───── Data for this task

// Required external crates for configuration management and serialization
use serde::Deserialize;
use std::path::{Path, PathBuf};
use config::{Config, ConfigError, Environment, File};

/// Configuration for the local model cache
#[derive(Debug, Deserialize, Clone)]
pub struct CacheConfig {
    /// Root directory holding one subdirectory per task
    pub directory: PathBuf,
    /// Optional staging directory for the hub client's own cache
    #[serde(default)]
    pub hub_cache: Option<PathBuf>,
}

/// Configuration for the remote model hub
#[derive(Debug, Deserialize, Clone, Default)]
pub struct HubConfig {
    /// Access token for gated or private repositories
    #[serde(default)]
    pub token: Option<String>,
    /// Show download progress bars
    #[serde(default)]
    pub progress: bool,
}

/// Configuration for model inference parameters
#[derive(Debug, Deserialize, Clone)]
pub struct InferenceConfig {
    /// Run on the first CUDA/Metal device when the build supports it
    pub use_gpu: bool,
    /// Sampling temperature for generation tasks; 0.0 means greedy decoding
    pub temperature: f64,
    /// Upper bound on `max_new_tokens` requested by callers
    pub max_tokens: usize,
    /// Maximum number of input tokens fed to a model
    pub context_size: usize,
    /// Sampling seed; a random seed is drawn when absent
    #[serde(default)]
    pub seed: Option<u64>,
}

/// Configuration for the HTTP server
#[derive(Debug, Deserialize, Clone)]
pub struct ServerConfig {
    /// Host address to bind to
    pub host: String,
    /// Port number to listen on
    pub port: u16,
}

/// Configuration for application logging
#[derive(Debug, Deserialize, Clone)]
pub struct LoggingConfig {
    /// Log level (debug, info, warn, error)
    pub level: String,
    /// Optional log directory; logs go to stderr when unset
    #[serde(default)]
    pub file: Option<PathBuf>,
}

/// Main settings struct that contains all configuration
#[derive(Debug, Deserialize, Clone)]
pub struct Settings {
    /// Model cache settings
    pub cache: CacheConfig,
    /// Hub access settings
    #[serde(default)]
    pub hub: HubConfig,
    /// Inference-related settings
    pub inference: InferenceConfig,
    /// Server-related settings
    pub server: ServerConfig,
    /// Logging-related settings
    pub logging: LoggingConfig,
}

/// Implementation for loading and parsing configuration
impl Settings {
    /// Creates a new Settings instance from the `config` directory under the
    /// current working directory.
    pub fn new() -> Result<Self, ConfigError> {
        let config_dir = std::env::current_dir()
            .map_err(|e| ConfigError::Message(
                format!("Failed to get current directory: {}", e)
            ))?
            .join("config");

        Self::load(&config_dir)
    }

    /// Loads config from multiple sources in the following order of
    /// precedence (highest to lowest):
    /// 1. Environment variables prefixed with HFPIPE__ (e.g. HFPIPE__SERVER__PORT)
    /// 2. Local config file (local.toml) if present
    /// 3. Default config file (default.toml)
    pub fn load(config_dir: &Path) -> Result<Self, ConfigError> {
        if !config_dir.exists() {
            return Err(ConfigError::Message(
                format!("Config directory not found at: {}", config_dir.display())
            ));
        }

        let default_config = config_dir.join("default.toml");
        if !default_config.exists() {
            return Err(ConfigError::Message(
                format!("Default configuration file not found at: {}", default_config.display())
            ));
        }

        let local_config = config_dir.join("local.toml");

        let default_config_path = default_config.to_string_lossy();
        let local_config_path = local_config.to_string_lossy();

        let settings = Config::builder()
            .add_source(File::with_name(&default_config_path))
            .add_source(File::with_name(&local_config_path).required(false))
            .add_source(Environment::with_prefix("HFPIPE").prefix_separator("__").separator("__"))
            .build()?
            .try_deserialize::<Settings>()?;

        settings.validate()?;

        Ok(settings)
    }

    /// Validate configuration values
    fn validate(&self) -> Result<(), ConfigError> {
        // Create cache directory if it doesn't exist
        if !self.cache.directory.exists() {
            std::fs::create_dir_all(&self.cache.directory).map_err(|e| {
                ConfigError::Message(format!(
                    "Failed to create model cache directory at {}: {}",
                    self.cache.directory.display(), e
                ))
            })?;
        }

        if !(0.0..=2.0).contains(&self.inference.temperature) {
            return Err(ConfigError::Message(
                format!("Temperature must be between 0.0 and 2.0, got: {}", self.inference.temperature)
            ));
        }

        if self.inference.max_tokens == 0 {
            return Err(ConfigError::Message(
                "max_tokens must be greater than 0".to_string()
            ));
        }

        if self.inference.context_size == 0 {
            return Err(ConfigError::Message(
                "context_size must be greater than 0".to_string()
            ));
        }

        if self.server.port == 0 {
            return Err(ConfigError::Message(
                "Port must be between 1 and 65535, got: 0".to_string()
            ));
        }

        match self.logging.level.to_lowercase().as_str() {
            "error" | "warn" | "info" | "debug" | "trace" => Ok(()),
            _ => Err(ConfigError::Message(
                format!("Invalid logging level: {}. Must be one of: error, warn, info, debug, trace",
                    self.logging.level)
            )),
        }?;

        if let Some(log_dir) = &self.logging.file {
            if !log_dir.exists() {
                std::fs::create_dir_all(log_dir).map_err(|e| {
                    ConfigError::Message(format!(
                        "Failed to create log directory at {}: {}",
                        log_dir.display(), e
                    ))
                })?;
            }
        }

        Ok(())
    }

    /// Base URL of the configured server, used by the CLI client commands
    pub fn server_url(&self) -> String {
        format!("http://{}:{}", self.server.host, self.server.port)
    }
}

──────────

▶ [Exercise details]: Would you write out all the records exactly as they read?

▶ [Written solution]:
// Required external crates for configuration management and serialization
use serde::Deserialize;
use std::path::{Path, PathBuf};
use config::{Config, ConfigError, Environment, File};

/// Configuration for the local model cache
#[derive(Debug, Deserialize, Clone)]
pub struct CacheConfig {
    /// Root directory holding one subdirectory per task
    pub directory: PathBuf,
    /// Optional staging directory for the hub client's own cache
    #[serde(default)]
    pub hub_cache: Option<PathBuf>,
}

/// Configuration for the remote model hub
#[derive(Debug, Deserialize, Clone, Default)]
pub struct HubConfig {
    /// Access token for gated or private repositories
    #[serde(default)]
    pub token: Option<String>,
    /// Show download progress bars
    #[serde(default)]
    pub progress: bool,
}

/// Configuration for model inference parameters
#[derive(Debug, Deserialize, Clone)]
pub struct InferenceConfig {
    /// Run on the first CUDA/Metal device when the build supports it
    pub use_gpu: bool,
    /// Sampling temperature for generation tasks; 0.0 means greedy decoding
    pub temperature: f64,
    /// Upper bound on `max_new_tokens` requested by callers
    pub max_tokens: usize,
    /// Maximum number of input tokens fed to a model
    pub context_size: usize,
    /// Sampling seed; a random seed is drawn when absent
    #[serde(default)]
    pub seed: Option<u64>,
}

/// Configuration for the HTTP server
#[derive(Debug, Deserialize, Clone)]
pub struct ServerConfig {
    /// Host address to bind to
    pub host: String,
    /// Port number to listen on
    pub port: u16,
}

/// Configuration for application logging
#[derive(Debug, Deserialize, Clone)]
pub struct LoggingConfig {
    /// Log level (debug, info, warn, error)
    pub level: String,
    /// Optional log directory; logs go to stderr when unset
    #[serde(default)]
    pub file: Option<PathBuf>,
}

/// Main settings struct that contains all configuration
#[derive(Debug, Deserialize, Clone)]
pub struct Settings {
    /// Model cache settings
    pub cache: CacheConfig,
    /// Hub access settings
    #[serde(default)]
    pub hub: HubConfig,
    /// Inference-related settings
    pub inference: InferenceConfig,
    /// Server-related settings
    pub server: ServerConfig,
    /// Logging-related settings
    pub logging: LoggingConfig,
}

/// Implementation for loading and parsing configuration
impl Settings {
    /// Creates a new Settings instance from the `config` directory under the
    /// current working directory.
    pub fn new() -> Result<Self, ConfigError> {
        let config_dir = std::env::current_dir()
            .map_err(|e| ConfigError::Message(
                format!("Failed to get current directory: {}", e)
            ))?
            .join("config");

        Self::load(&config_dir)
    }

    /// Loads config from multiple sources in the following order of
    /// precedence (highest to lowest):
    /// 1. Environment variables prefixed with HFPIPE__ (e.g. HFPIPE__SERVER__PORT)
    /// 2. Local config file (local.toml) if present
    /// 3. Default config file (default.toml)
    pub fn load(config_dir: &Path) -> Result<Self, ConfigError> {
        if !config_dir.exists() {
            return Err(ConfigError::Message(
                format!("Config directory not found at: {}", config_dir.display())
            ));
        }

        let default_config = config_dir.join("default.toml");
        if !default_config.exists() {
            return Err(ConfigError::Message(
                format!("Default configuration file not found at: {}", default_config.display())
            ));
        }

        let local_config = config_dir.join("local.toml");

        let default_config_path = default_config.to_string_lossy();
        let local_config_path = local_config.to_string_lossy();

        let settings = Config::builder()
            .add_source(File::with_name(&default_config_path))
            .add_source(File::with_name(&local_config_path).required(false))
            .add_source(Environment::with_prefix("HFPIPE").prefix_separator("__").separator("__"))
            .build()?
            .try_deserialize::<Settings>()?;

        settings.validate()?;

        Ok(settings)
    }

    /// Validate configuration values
    fn validate(&self) -> Result<(), ConfigError> {
        // Create cache directory if it doesn't exist
        if !self.cache.directory.exists() {
            std::fs::create_dir_all(&self.cache.directory).map_err(|e| {
                ConfigError::Message(format!(
                    "Failed to create model cache directory at {}: {}",
                    self.cache.directory.display(), e
                ))
            })?;
        }

        if !(0.0..=2.0).contains(&self.inference.temperature) {
            return Err(ConfigError::Message(
                format!("Temperature must be between 0.0 and 2.0, got: {}", self.inference.temperature)
            ));
        }

        if self.inference.max_tokens == 0 {
            return Err(ConfigError::Message(
                "max_tokens must be greater than 0".to_string()
            ));
        }

        if self.inference.context_size == 0 {
            return Err(ConfigError::Message(
                "context_size must be greater than 0".to_string()
            ));
        }

        if self.server.port == 0 {
            return Err(ConfigError::Message(
                "Port must be between 1 and 65535, got: 0".to_string()
            ));
        }

        match self.logging.level.to_lowercase().as_str() {
            "error" | "warn" | "info" | "debug" | "trace" => Ok(()),
            _ => Err(ConfigError::Message(
                format!("Invalid logging level: {}. Must be one of: error, warn, info, debug, trace",
                    self.logging.level)
            )),
        }?;

        if let Some(log_dir) = &self.logging.file {
            if !log_dir.exists() {
                std::fs::create_dir_all(log_dir).map_err(|e| {
                    ConfigError::Message(format!(
                        "Failed to create log directory at {}: {}",
                        log_dir.display(), e
                    ))
                })?;
            }
        }

        Ok(())
    }

    /// Base URL of the configured server, used by the CLI client commands
    pub fn server_url(&self) -> String {
        format!("http://{}:{}", self.server.host, self.server.port)
    }
}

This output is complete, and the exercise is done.